__Brief__
Only lines holding "false" are wanted; copy each of them from the records below.

[Saved data entries]
• • • • • • •
//! Configuration Module
//!
//! Consolidates every tunable of the cache and request layer into explicit
//! configuration structures with documented defaults, instead of ad-hoc
//! options scattered through call sites.

use std::path::PathBuf;
use std::sync::Arc;
use std::time::Duration;

use regex::Regex;

use crate::error::RequestError;

// == Persistence Mode ==
/// Where (and whether) a cache persists its snapshot between constructions.
#[derive(Debug, Clone, Copy, PartialEq, Eq, Default)]
pub enum PersistMode {
    /// In-memory only; nothing survives the store instance
    #[default]
    None,
    /// Durable local storage (file-backed); survives process restarts
    DurableLocal,
    /// Session-scoped storage (shared in-memory backend); survives store
    /// reconstruction within one process run when the backend is shared
    DurableSession,
}

// == Cache Options ==
/// Construction-time options for a [`CacheStore`](crate::cache::CacheStore).
///
/// Options apply only at first creation when a cache is obtained through the
/// registry; requesting an existing cache by name ignores them.
#[derive(Debug, Clone)]
pub struct CacheOptions {
    /// Default lifetime for new entries (default: 5 minutes)
    pub ttl: Duration,
    /// Maximum number of distinct keys before LRU eviction (default: 100)
    pub max_size: usize,
    /// Configuration epoch tag; changing it invalidates everything
    /// previously persisted under the old value (default: "1.0.0")
    pub version: String,
    /// Persistence mode (default: [`PersistMode::None`])
    pub persistence: PersistMode,
    /// Prefix of the composite persistence key `"<prefix>_<cache_name>"`
    /// (default: "novel_cache")
    pub key_prefix: String,
    /// Base directory for [`PersistMode::DurableLocal`] snapshots
    /// (default: `./.novel_cache`)
    pub persist_dir: PathBuf,
}

impl Default for CacheOptions {
    fn default() -> Self {
        Self {
            ttl: Duration::from_secs(300),
            max_size: 100,
            version: "1.0.0".to_string(),
            persistence: PersistMode::None,
            key_prefix: "novel_cache".to_string(),
            persist_dir: PathBuf::from("./.novel_cache"),
        }
    }
}

impl CacheOptions {
    /// Sets the default entry TTL.
    pub fn with_ttl(mut self, ttl: Duration) -> Self {
        self.ttl = ttl;
        self
    }

    /// Sets the maximum number of entries.
    pub fn with_max_size(mut self, max_size: usize) -> Self {
        self.max_size = max_size;
        self
    }

    /// Sets the configuration epoch tag.
    pub fn with_version(mut self, version: impl Into<String>) -> Self {
        self.version = version.into();
        self
    }

    /// Sets the persistence mode.
    pub fn with_persistence(mut self, mode: PersistMode) -> Self {
        self.persistence = mode;
        self
    }

    /// Sets the base directory for durable-local snapshots.
    pub fn with_persist_dir(mut self, dir: impl Into<PathBuf>) -> Self {
        self.persist_dir = dir.into();
        self
    }
}

// == Retry Predicate ==
/// Decides whether a failed attempt may be retried.
pub type RetryCondition = Arc<dyn Fn(&RequestError) -> bool + Send + Sync>;

// == Retry Config ==
/// Bounds and pacing for [`RetryExecutor`](crate::request::RetryExecutor).
#[derive(Clone)]
pub struct RetryConfig {
    /// Maximum number of retries after the first attempt (default: 3)
    pub max_retries: u32,
    /// Base delay before the first retry; doubles per retry (default: 1s)
    pub retry_delay: Duration,
    /// Retryability predicate (default: [`RequestError::is_retryable`])
    pub retry_condition: RetryCondition,
}

impl Default for RetryConfig {
    fn default() -> Self {
        Self {
            max_retries: 3,
            retry_delay: Duration::from_secs(1),
            retry_condition: Arc::new(RequestError::is_retryable),
        }
    }
}

impl std::fmt::Debug for RetryConfig {
    fn fmt(&self, f: &mut std::fmt::Formatter<'_>) -> std::fmt::Result {
        f.debug_struct("RetryConfig")
            .field("max_retries", &self.max_retries)
            .field("retry_delay", &self.retry_delay)
            .finish_non_exhaustive()
    }
}

impl RetryConfig {
    /// Creates a config that never retries.
    pub fn no_retries() -> Self {
        Self {
            max_retries: 0,
            ..Self::default()
        }
    }

    /// Sets the maximum retry count.
    pub fn with_max_retries(mut self, max_retries: u32) -> Self {
        self.max_retries = max_retries;
        self
    }

    /// Sets the base retry delay.
    pub fn with_retry_delay(mut self, delay: Duration) -> Self {
        self.retry_delay = delay;
        self
    }

    /// Replaces the retryability predicate.
    pub fn with_retry_condition<F>(mut self, condition: F) -> Self
    where
        F: Fn(&RequestError) -> bool + Send + Sync + 'static,
    {
        self.retry_condition = Arc::new(condition);
        self
    }
}

// == Coordinator Config ==
/// Defaults applied by [`RequestCoordinator`](crate::request::RequestCoordinator)
/// when a request does not override them.
#[derive(Debug, Clone)]
pub struct CoordinatorConfig {
    /// TTL for write-through cache population (default: 5 minutes)
    pub default_ttl: Duration,
    /// Whether idempotent reads consult the cache at all (default: true)
    pub cache_enabled: bool,
    /// Retry policy for reads; mutating calls default to no retries
    pub read_retry: RetryConfig,
}

impl Default for CoordinatorConfig {
    fn default() -> Self {
        Self {
            default_ttl: Duration::from_secs(300),
            cache_enabled: true,
            read_retry: RetryConfig::default(),
        }
    }
}

// == Request Options ==
/// Per-request overrides accepted by every coordinator operation.
#[derive(Debug, Clone, Default)]
pub struct RequestOptions {
    /// Explicit request key; derived from the request shape when absent
    pub key: Option<String>,
    /// TTL override for the cached result
    pub ttl: Option<Duration>,
    /// Set to true to bypass cache lookup and write-through for this call
    pub skip_cache: bool,
    /// Query parameters, appended to the derived request key
    pub params: Vec<(String, String)>,
    /// Extra request headers
    pub headers: Vec<(String, String)>,
    /// Retry policy override for this call
    pub retry: Option<RetryConfig>,
    /// Cache keys matching this pattern are removed after a successful
    /// mutating call
    pub invalidate: Option<Regex>,
}

impl RequestOptions {
    /// Sets an explicit request key.
    pub fn with_key(mut self, key: impl Into<String>) -> Self {
        self.key = Some(key.into());
        self
    }

    /// Sets a TTL override for the cached result.
    pub fn with_ttl(mut self, ttl: Duration) -> Self {
        self.ttl = Some(ttl);
        self
    }

    /// Bypasses the cache for this call.
    pub fn without_cache(mut self) -> Self {
        self.skip_cache = true;
        self
    }

    /// Adds a query parameter.
    pub fn with_param(mut self, name: impl Into<String>, value: impl Into<String>) -> Self {
        self.params.push((name.into(), value.into()));
        self
    }

    /// Sets a retry policy override.
    pub fn with_retry(mut self, retry: RetryConfig) -> Self {
        self.retry = Some(retry);
        self
    }

    /// Sets the post-success invalidation pattern for mutating calls.
    pub fn with_invalidation(mut self, pattern: Regex) -> Self {
        self.invalidate = Some(pattern);
        self
    }
}
//! Error types for the cache and request layer
//!
//! Provides unified error handling using thiserror. Cache-internal failures
//! (serialization, persistence) never escape the store's public operations;
//! request failures propagate unchanged through retry and deduplication.

use thiserror::Error;

use crate::request::ApiResponse;

// == Cache Error Enum ==
/// Errors raised by cache construction and administration.
///
/// Persistence and codec failures during normal store operation are caught
/// and logged inside `CacheStore`; these variants surface only through the
/// persistence backend trait and the registry.
#[derive(Error, Debug)]
pub enum CacheError {
    /// Snapshot encoding or decoding failed
    #[error("Snapshot serialization failed: {0}")]
    Serialization(String),

    /// The persistence backend could not store or load a payload
    #[error("Persistence backend failure: {0}")]
    Persistence(String),

    /// A named cache already exists with a different payload type
    #[error("Cache '{name}' is registered with a different payload type")]
    TypeMismatch { name: String },
}

// == Request Error Enum ==
/// Failure taxonomy for coordinated requests.
///
/// Cloneable because a deduplicated in-flight call fans its outcome out to
/// every waiter; each waiter observes an identical error.
#[derive(Error, Debug, Clone, PartialEq)]
pub enum RequestError {
    /// No response was obtained (connectivity, DNS, aborted stream)
    #[error("Transport failure: {0}")]
    Transport(String),

    /// A response was obtained but its status indicates failure
    #[error("Request failed with status {status}: {message}")]
    Status { status: u16, message: String },

    /// The payload in a successful response could not be decoded
    #[error("Response body decode failed: {0}")]
    Decode(String),

    /// The shared in-flight call terminated without delivering an outcome
    #[error("In-flight request was dropped before settlement")]
    InFlightDropped,
}

impl RequestError {
    // == Default Retryability ==
    /// Default retry classification: transport-level failures and 5xx
    /// statuses are retryable; 4xx statuses and decode failures are fatal.
    pub fn is_retryable(&self) -> bool {
        match self {
            RequestError::Transport(_) => true,
            RequestError::Status { status, .. } => *status >= 500,
            RequestError::Decode(_) => false,
            RequestError::InFlightDropped => true,
        }
    }

    // == Envelope Conversion ==
    /// Renders the error in the uniform response envelope shape
    /// (`success: false`, `message` populated, `data` absent).
    pub fn to_envelope<T>(&self) -> ApiResponse<T> {
        ApiResponse::failure(self.to_string())
    }
}

// == Result Type Aliases ==
/// Convenience Result type for cache operations.
pub type CacheResult<T> = std::result::Result<T, CacheError>;

/// Convenience Result type for coordinated requests.
pub type RequestResult<T> = std::result::Result<T, RequestError>;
• • • • • • •
__Task answer__
            RequestError::Decode(_) => false,
    /// (`success: false`, `message` populated, `data` absent).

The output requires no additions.